PD: [Corpora-List] Date: Wed, 11 Sep 2002 15:16:20 +0200

From: Rafał Górsk (RafalG@ijp-pan.krakow.pl)
Date: Thu Sep 12 2002 - 14:55:27 MET DST

  • Next message: Sampo Nevalainen: "Re: PD: [Corpora-List] Date: Wed, 11 Sep 2002 15:16:20 +0200"

    Dear Maria and Joerg
    In fact there is a lot of confusion in the terminology. Joerg writes

    >* a translation corpus should contain the original version and at least
    >one translation (but not necessarily only one)

    on the other hand Enery & Wilson "Corpus Linguistics" (2nd edition 2001) p.
    70:
    "translation corpora differ from parallel corpora, as they do not represent
    text in translation. Rather they allow one to compare, for example, L1
    French texts in one genre with L1 English texts in the same genre." The
    authors treat "translation" and "comparable" as synonims (however they give
    preference to the former using it in the body of the text; the term
    "comparable" is given only in a footnote).

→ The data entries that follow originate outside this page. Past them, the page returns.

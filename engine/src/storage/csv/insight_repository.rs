use anyhow::{Context, Result};
use chrono::{DateTime, Utc};
use log::{debug, warn};
use std::fs::File;
use std::io::{BufRead, BufReader};
use std::sync::Arc;

use crate::domain::models::SharedInsight;
use crate::storage::traits::InsightStorage;

use super::connection::CsvConnection;

/// Reader for the cross-domain insight feed, a JSON-lines file the
/// two logging agents append to. One event per line; a line that does
/// not parse is skipped with a warning rather than failing the whole
/// read, since the feed is append-only and a torn tail line is
/// possible.
#[derive(Clone)]
pub struct InsightRepository {
    connection: Arc<CsvConnection>,
}

impl InsightRepository {
    pub fn new(connection: Arc<CsvConnection>) -> Self {
        Self { connection }
    }
}

impl InsightStorage for InsightRepository {
    fn get_shared_insights(
        &self,
        subject_id: &str,
        since: DateTime<Utc>,
    ) -> Result<Vec<SharedInsight>> {
        let file_path = self.connection.insights_file_path(subject_id);

        if !file_path.exists() {
            debug!("No insight feed for {}, returning empty list", subject_id);
            return Ok(Vec::new());
        }

        let file = File::open(&file_path)
            .with_context(|| format!("Failed to open {}", file_path.display()))?;
        let reader = BufReader::new(file);

        let now = Utc::now();
        let mut insights = Vec::new();
        for (line_no, line) in reader.lines().enumerate() {
            let line = line?;
            if line.trim().is_empty() {
                continue;
            }
            let insight: SharedInsight = match serde_json::from_str(&line) {
                Ok(insight) => insight,
                Err(e) => {
                    warn!(
                        "Skipping unparseable insight at {}:{}: {}",
                        file_path.display(),
                        line_no + 1,
                        e
                    );
                    continue;
                }
            };
            if insight.created_at >= since && !insight.is_expired(now) {
                insights.push(insight);
            }
        }

        insights.sort_by(|a, b| b.created_at.cmp(&a.created_at));
        Ok(insights)
    }
}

    Sinclair: "A comparable corpus is one which selects similar texts in more
    than one language or variety." EAGLES Preliminary recommendations on Corpus
    Typology. Version of May, 1996
    http://www.ilc.pi.cnr.it/EAGLES96/corpustyp/corpustyp.html
    Note however that Sinclair calls International Corpus of English a
    "comparable corpus". In this case you cannot treat "comparable" and
    "translation" as equivalents!

    > * parallel corpora should be aligned to some extent to make them
    > searchable within linked segments, alignment can be done e.g. on
    > paragraphs or sentences (translation corpora do not have to be aligned I
    > would say)
    John Sinclair in: EAGLES Preliminary recommendations... defines:
    "A parallel corpus is a collection of texts, each of which is translated
    into one or more other languages than the original."
    McEnery & Wilson (2001) and Sinclair suggest that parallel corpora are not
    necessarly aligned, although they admit that a parallel corpus with no
    alignement is a bit strange (see section 2.3.1.)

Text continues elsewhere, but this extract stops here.